Nothing magic about it but stainless welding is only really done for the food industry, hence the prices.
A proper stainless fabrication place will basically ban any mild steel from the premises since mild steel sparks and carbon steel cutting discs will cause rust spots and stains on stainless fabrications.

Start at 60A and work upwards until the rod stops sticking. Brand new sealed rods are best (you can't dry out rods) and striking the rod and doing a small weld to warm up the rod will help the proper weld.
Leave to cool but do watch out for the slag spitting off, it comes off like bullets.
 
You can dry out rods! :icon-wink:

Weve been learning about it at college recently and its quite commonly done in the industry! At my technical college we store the rods in there packets, most of which are open to the atmosphere and so adsorb moisture.
A few days before the rods are to be used there put in special little ovens to dry them out before use. :thumbup:

https://www.rodovens.com/welding_articles/storage_electrodes.htm

http://www.lincolnelectric.com/en-us/support/welding-how-to/pages/storing-electrodes-detail.aspx

Another thing I thought of Shayne is that it might help if you make sure the stainless is nice and clean before welding. I don't know how critical it is with ARC but certainly for TIG it makes a huge difference! I've just started TIG welding stainless. :icon-biggrin:
 
Was going to say that also Ben, put them in the oven just after the roast is cooked and once dinner has been done, start welding ;).

As for cutting stainless and drilling it, keep it COLD. Use to work with SS lots.
 
The steel which was promised today didn't arrive but its probably just as well or i would have been trying to do it in the rain , whatever happens its not gonna be pretty but it doesn't need to be as long as its solid .
 
Was going to say that also Ben, put them in the oven just after the roast is cooked and once dinner has been done, start welding ;)

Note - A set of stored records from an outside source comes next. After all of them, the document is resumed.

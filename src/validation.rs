//! Identifier validation for description files and saved game instances.
//!
//! Every id that becomes part of a filesystem path (world, region, zone,
//! room and item ids, story and instance names) goes through here first.

/// Identifier validation errors with helpful messages
#[derive(Debug, thiserror::Error, PartialEq, Eq)]
pub enum IdentifierError {
    #[error("identifier is empty")]
    Empty,

    #[error("identifier is too long (maximum {max} characters)")]
    TooLong { max: usize },

    #[error("identifier contains path separators (/ or \\) or '..'")]
    PathTraversal,

    #[error("identifier contains invalid characters: {chars}")]
    InvalidCharacters { chars: String },

    #[error("identifier is a reserved filesystem name")]
    Reserved,
}

/// Identifier validation rules configuration
#[derive(Debug, Clone)]
pub struct IdentifierRules {
    pub max_length: usize,
    /// Dots are fine in file names but would split a saved position path.
    pub allow_dots: bool,
}

impl IdentifierRules {
    /// Rules for ids that appear in a dotted position path or a file name
    pub fn description() -> Self {
        IdentifierRules {
            max_length: 64,
            allow_dots: false,
        }
    }

    /// Rules for user-chosen saved instance names
    pub fn instance() -> Self {
        IdentifierRules {
            max_length: 40,
            allow_dots: true,
        }
    }
}

fn is_reserved(lower: &str) -> bool {
    matches!(
        lower,
        "." | ".."
            | "con"
            | "prn"
            | "aux"
            | "nul"
            | "com1"
            | "com2"
            | "com3"
            | "com4"
            | "lpt1"
            | "lpt2"
            | "lpt3"
            | "lpt4"
    )
}

/// Validate an identifier according to the given rules
pub fn validate_identifier<'a>(
    id: &'a str,
    rules: &IdentifierRules,
) -> Result<&'a str, IdentifierError> {
    if id.is_empty() {
        return Err(IdentifierError::Empty);
    }
    if id.chars().count() > rules.max_length {
        return Err(IdentifierError::TooLong {
            max: rules.max_length,
        });
    }
    if id.contains("..") || id.contains('/') || id.contains('\\') {
        return Err(IdentifierError::PathTraversal);
    }
    if is_reserved(&id.to_lowercase()) {
        return Err(IdentifierError::Reserved);
    }

    let invalid: String = id
        .chars()
        .filter(|&c| {
            let ok = c.is_ascii_alphanumeric() || c == '_' || c == '-' || (c == '.' && rules.allow_dots);
            !ok
        })
        .collect();
    if !invalid.is_empty() {
        return Err(IdentifierError::InvalidCharacters { chars: invalid });
    }

    Ok(id)
}

/// Validate a world/region/zone/room/item id
pub fn validate_description_id(id: &str) -> Result<&str, IdentifierError> {
    validate_identifier(id, &IdentifierRules::description())
}

/// Validate a saved instance or story directory name
pub fn validate_instance_name(name: &str) -> Result<&str, IdentifierError> {
    validate_identifier(name, &IdentifierRules::instance())
}
//! Command model: tokenizing player input, checking it against a per-command
//! argument grammar, and resolving look/sense targets.

use log::debug;

use crate::adventure::errors::{AdventureError, AdventureResult};
use crate::adventure::loader::ItemCatalog;
use crate::adventure::types::Direction;
use crate::logutil::escape_log;

/// Target value standing for "no target given".
pub const NO_TARGET: &str = "none";

/// Keyword accepted by `take` in place of an item id.
pub const ALL_ITEMS: &str = "all";

/// Raw input split into a command identifier and positional arguments.
#[derive(Debug, Clone, PartialEq, Eq)]
pub struct Command {
    pub id: String,
    pub args: Vec<String>,
}

impl Command {
    /// Whitespace tokenizer. The identifier is lower-cased; blank input
    /// yields `None`.
    pub fn parse(input: &str) -> Option<Command> {
        let mut tokens = input.split_whitespace();
        let id = tokens.next()?.to_lowercase();
        let args: Vec<String> = tokens.map(str::to_string).collect();
        debug!("Parsed command: id={} args={:?}", escape_log(&id), args);
        Some(Command { id, args })
    }

    pub fn arg(&self, index: usize) -> Option<&str> {
        self.args.get(index).map(String::as_str)
    }

    pub fn has_args(&self) -> bool {
        !self.args.is_empty()
    }
}

/// Item argument of take/drop.
#[derive(Debug, Clone, PartialEq, Eq)]
pub enum ItemArg {
    All,
    Id(String),
}

/// Arguments after grammar validation.
#[derive(Debug, Clone, PartialEq, Eq)]
pub enum Args {
    None,
    Name(Option<String>),
    NewGame(Option<(String, String)>),
    Direction(Direction),
    /// Target as typed, `NO_TARGET` when omitted.
    Target(String),
    ItemQuantity { item: ItemArg, quantity: u32 },
}

/// Shape of the arguments a command accepts.
#[derive(Debug, Clone, Copy, PartialEq, Eq)]
pub enum ArgGrammar {
    None,
    /// `help [command]`, `load [instance]`
    OptionalName,
    /// `new` or `new <story> <instance>`
    StoryAndName,
    /// `move [direction]`, defaults to center
    OptionalDirection,
    /// `look [direction|item]`
    OptionalTarget,
    /// `take <item|all> [qty]`, `drop <item> [qty]`
    ItemQuantity { allow_all: bool },
}

impl ArgGrammar {
    pub fn apply(self, command: &Command, usage: &str) -> AdventureResult<Args> {
        let invalid = || AdventureError::InvalidArguments {
            command: command.id.clone(),
            usage: usage.to_string(),
        };
        let args = &command.args;

        match self {
            ArgGrammar::None => {
                if args.is_empty() {
                    Ok(Args::None)
                } else {
                    Err(invalid())
                }
            }
            ArgGrammar::OptionalName => match args.as_slice() {
                [] => Ok(Args::Name(None)),
                [name] => Ok(Args::Name(Some(name.clone()))),
                _ => Err(invalid()),
            },
            ArgGrammar::StoryAndName => match args.as_slice() {
                [] => Ok(Args::NewGame(None)),
                [story, name] => Ok(Args::NewGame(Some((story.clone(), name.clone())))),
                _ => Err(invalid()),
            },
            ArgGrammar::OptionalDirection => match args.as_slice() {
                [] => Ok(Args::Direction(Direction::Center)),
                [raw] => Direction::parse(raw).map(Args::Direction).ok_or_else(invalid),
                _ => Err(invalid()),
            },
            ArgGrammar::OptionalTarget => match args.as_slice() {
                [] => Ok(Args::Target(NO_TARGET.to_string())),
                [raw] => Ok(Args::Target(raw.clone())),
                _ => Err(invalid()),
            },
            ArgGrammar::ItemQuantity { allow_all } => {
                let (raw_item, raw_qty) = match args.as_slice() {
                    [item] => (item.clone(), None),
                    [item, qty] => (item.clone(), Some(qty.as_str())),
                    _ => return Err(invalid()),
                };
                let quantity = match raw_qty {
                    None => 1,
                    Some(raw) => match raw.parse::<u32>() {
                        Ok(qty) if qty > 0 => qty,
                        _ => return Err(invalid()),
                    },
                };
                if raw_item.eq_ignore_ascii_case(ALL_ITEMS) {
                    if !allow_all || raw_qty.is_some() {
                        return Err(invalid());
                    }
                    return Ok(Args::ItemQuantity {
                        item: ItemArg::All,
                        quantity,
                    });
                }
                Ok(Args::ItemQuantity {
                    item: ItemArg::Id(raw_item),
                    quantity,
                })
            }
        }
    }
}

/// What a look/sense command applies to.
#[derive(Debug, Clone, PartialEq, Eq)]
pub enum Target {
    Here,
    Toward(Direction),
    Item(String),
}

/// Resolve a target: nothing means the current room, then direction
/// aliases (any case), then item ids (exact match).
pub fn resolve_target(raw: &str, catalog: &dyn ItemCatalog) -> AdventureResult<Target> {
    let raw = raw.trim();
    if raw.is_empty() || raw.eq_ignore_ascii_case(NO_TARGET) {
        return Ok(Target::Here);
    }
    if let Some(direction) = Direction::parse(raw) {
        return Ok(Target::Toward(direction));
    }
    if catalog.item_exists(raw) {
        return Ok(Target::Item(raw.to_string()));
    }
    Err(AdventureError::AmbiguousArgument(raw.to_string()))
}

:laughing-rolling: Sunday dinner? Oven? Ben? If it won't cook on a BBQ I'm sure Ben won't be eating it! :icon-biggrin: Can you dry rods on a BBQ? Probably :lol:
 
Steel arrived and first lesson learned already - starting with 100amp just burnt straight through the 1 inch box section frame i'm making , to be fair i should have reasoned the mate who told me 150-160 typically deals in very thick steel . This led to my second lesson - 40amp is perfect to rebuild the hole i had burnt away . That's half hour wasted already and now i can't get the disc out of the grinder so its tea break while penetrating oil does its work .
 
LOL, regarding drying out rods, speak to the manufacturers and maybe read a bit about the bloke that taught me. AC Davies. The bloke who quite literally wrote the book.
Technically they dry out, in practice they're not to spec and can't be used and are never the same.
Taken to the nth degree this involves vacuum packed packs of 5 rods that are thrown away after being open more than 4 hours............

Go ahead, used dried rods. Maybe go back to candles and horses too if you really like life hard. Both work but i know which i prefer.
Buy sealed rods with dessicant and keep them dry, its never an issue then........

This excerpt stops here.